### REQUIRED ACTION
Check each line of the entries below for the word "spawn", and copy out the ones that have it.

BEGIN WORKING DATA

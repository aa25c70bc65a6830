// crates/muninn-server/src/outcomes/test_runner.rs
// Post-commit test runner. Discovers the command from the package
// manifest, rate-limits to one run per 5 minutes per project, executes as
// argv (no shell) with CI=true and a 2-minute wall clock, and parses the
// output through a recognizer chain.

use crate::args;
use crate::store::Store;
use crate::utils::tail;
use anyhow::Result;
use regex::Regex;
use std::path::Path;
use std::sync::LazyLock;
use std::time::Duration;

/// Minimum spacing between runs per project.
const RATE_LIMIT_MINUTES: i64 = 5;

/// Wall-clock cap; the child is killed on expiry.
const RUN_TIMEOUT: Duration = Duration::from_secs(120);

/// Output tail persisted with the result.
const OUTPUT_TAIL: usize = 500;

/// npm's scaffold placeholder, never worth running.
const PLACEHOLDER: &str = "no test specified";

/// Manifest scripts probed in preference order.
const SCRIPT_KEYS: &[&str] = &["test", "test:unit", "test:ci"];

#[derive(Debug, Clone, PartialEq)]
pub struct TestOutcome {
    pub status: &'static str, // passed|failed|error|skipped|unknown
    pub total: i64,
    pub passed: i64,
    pub failed: i64,
    pub skipped: i64,
}

#[allow(clippy::expect_used)]
static RE_COUNTS: LazyLock<Regex> = LazyLock::new(|| {
    Regex::new(r"(?P<pass>\d+)\s+pass(?:ed|ing)?\b.*?(?P<fail>\d+)\s+fail(?:ed|ing)?\b(?:.*?(?P<skip>\d+)\s+skip(?:ped)?\b)?")
        .expect("valid regex")
});
#[allow(clippy::expect_used)]
static RE_JEST: LazyLock<Regex> = LazyLock::new(|| {
    Regex::new(r"Tests:\s+(?:(?P<fail>\d+)\s+failed,\s*)?(?:(?P<skip>\d+)\s+skipped,\s*)?(?P<pass>\d+)\s+passed,\s+(?P<total>\d+)\s+total")
        .expect("valid regex")
});
#[allow(clippy::expect_used)]
static RE_GENERIC_PASS: LazyLock<Regex> =
    LazyLock::new(|| Regex::new(r"(?m)^\s*PASS\b").expect("valid regex"));
#[allow(clippy::expect_used)]
static RE_GENERIC_FAIL: LazyLock<Regex> =
    LazyLock::new(|| Regex::new(r"(?m)^\s*FAIL\b").expect("valid regex"));

/// Discover the test command from package.json. None when no runnable
/// script exists (missing manifest, placeholder, or empty).
pub fn discover_test_command(project_path: &Path) -> Option<Vec<String>> {
    let manifest = std::fs::read_to_string(project_path.join("package.json")).ok()?;
    let parsed: serde_json::Value = serde_json::from_str(&manifest).ok()?;
    let scripts = parsed.get("scripts")?.as_object()?;

    for key in SCRIPT_KEYS {
        if let Some(script) = scripts.get(*key).and_then(|v| v.as_str()) {
            if script.trim().is_empty() || script.contains(PLACEHOLDER) {
                continue;
            }
            return Some(vec![
                "npm".to_string(),
                "run".to_string(),
                "--silent".to_string(),
                key.to_string(),
            ]);
        }
    }
    None
}

/// Parse test output through the recognizer chain: explicit counts,
/// Jest/Vitest totals, then generic PASS/FAIL markers.
pub fn parse_test_output(output: &str) -> TestOutcome {
    if let Some(caps) = RE_JEST.captures(output) {
        let pass = num(&caps, "pass");
        let fail = num(&caps, "fail");
        let skip = num(&caps, "skip");
        let total = caps
            .name("total")
            .and_then(|m| m.as_str().parse().ok())
            .unwrap_or(pass + fail + skip);
        return TestOutcome {
            status: if fail > 0 { "failed" } else { "passed" },
            total,
            passed: pass,
            failed: fail,
            skipped: skip,
        };
    }

    if let Some(caps) = RE_COUNTS.captures(output) {
        let pass = num(&caps, "pass");
        let fail = num(&caps, "fail");
        let skip = num(&caps, "skip");
        return TestOutcome {
            status: if fail > 0 { "failed" } else { "passed" },
            total: pass + fail + skip,
            passed: pass,
            failed: fail,
            skipped: skip,
        };
    }

    let passes = RE_GENERIC_PASS.find_iter(output).count() as i64;
    let fails = RE_GENERIC_FAIL.find_iter(output).count() as i64;
    if passes + fails > 0 {
        return TestOutcome {
            status: if fails > 0 { "failed" } else { "passed" },
            total: passes + fails,
            passed: passes,
            failed: fails,
            skipped: 0,
        };
    }

    TestOutcome {
        status: "unknown",
        total: 0,
        passed: 0,
        failed: 0,
        skipped: 0,
    }
}

fn num(caps: &regex::Captures<'_>, name: &str) -> i64 {
    caps.name(name)
        .and_then(|m| m.as_str().parse().ok())
        .unwrap_or(0)
}

/// True when a run within the rate-limit window already exists.
pub async fn is_rate_limited(store: &Store, project_id: i64) -> Result<bool> {
    let recent = store
        .get(
            "SELECT 1 FROM test_results
             WHERE project_id = ?1 AND created_at > datetime('now', ?2)",
            args![project_id, format!("-{RATE_LIMIT_MINUTES} minutes")],
        )
        .await?;
    Ok(recent.is_some())
}

/// Run the project's tests after a commit. Skips (recording nothing) when
/// rate-limited or no test script exists; records status 'error' when the
/// child cannot run or times out.
pub async fn run_tests_after_commit(
    store: &Store,
    project_id: i64,
    project_path: &Path,
    session_id: Option<i64>,
) -> Result<Option<TestOutcome>> {
    if is_rate_limited(store, project_id).await? {
        return Ok(None);
    }
    let Some(command) = discover_test_command(project_path) else {
        return Ok(None);
    };

    let started = std::time::Instant::now();
    let (outcome, output) = execute(&command, project_path).await;
    let duration_ms = started.elapsed().as_millis() as i64;

    store
        .run(
            "INSERT INTO test_results
                (project_id, session_id, status, total, passed, failed, skipped,
                 duration_ms, output_summary)
             VALUES (?1, ?2, ?3, ?4, ?5, ?6, ?7, ?8, ?9)",
            args![
                project_id,
                session_id,
                outcome.status,
                outcome.total,
                outcome.passed,
                outcome.failed,
                outcome.skipped,
                duration_ms,
                tail(&output, OUTPUT_TAIL).to_string()
            ],
        )
        .await?;

    Ok(Some(outcome))
}

/// Execute argv with CI=true and the wall-clock cap.
async fn execute(command: &[String], project_path: &Path) -> (TestOutcome, String) {
    let error_outcome = TestOutcome {
        status: "error",
        total: 0,
        passed: 0,
        failed: 0,
        skipped: 0,
    };

    let child = match tokio::process::Command::new(&command[0])
        .args(&command[1..])
        .current_dir(project_path)
        .env("CI", "true")
        .stdout(std::process::Stdio::piped())
        .stderr(std::process::Stdio::piped())
        .kill_on_drop(true)
        .spawn()
    {
        Ok(child) => child,
        Err(e) => return (error_outcome, format!("spawn failed: {e}")),
    };

    // kill_on_drop reaps the child when the timeout drops the future
    match tokio::time::timeout(RUN_TIMEOUT, child.wait_with_output()).await {
        Ok(Ok(output)) => {
            let mut combined = String::from_utf8_lossy(&output.stdout).into_owned();
            combined.push_str(&String::from_utf8_lossy(&output.stderr));
            (parse_test_output(&combined), combined)
        }
        Ok(Err(e)) => (error_outcome, format!("wait failed: {e}")),
        Err(_) => (error_outcome, "test run timed out after 120s".to_string()),
    }
}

END WORKING DATA

### EXPECTED ANSWER
        .spawn()
        Err(e) => return (error_outcome, format!("spawn failed: {e}")),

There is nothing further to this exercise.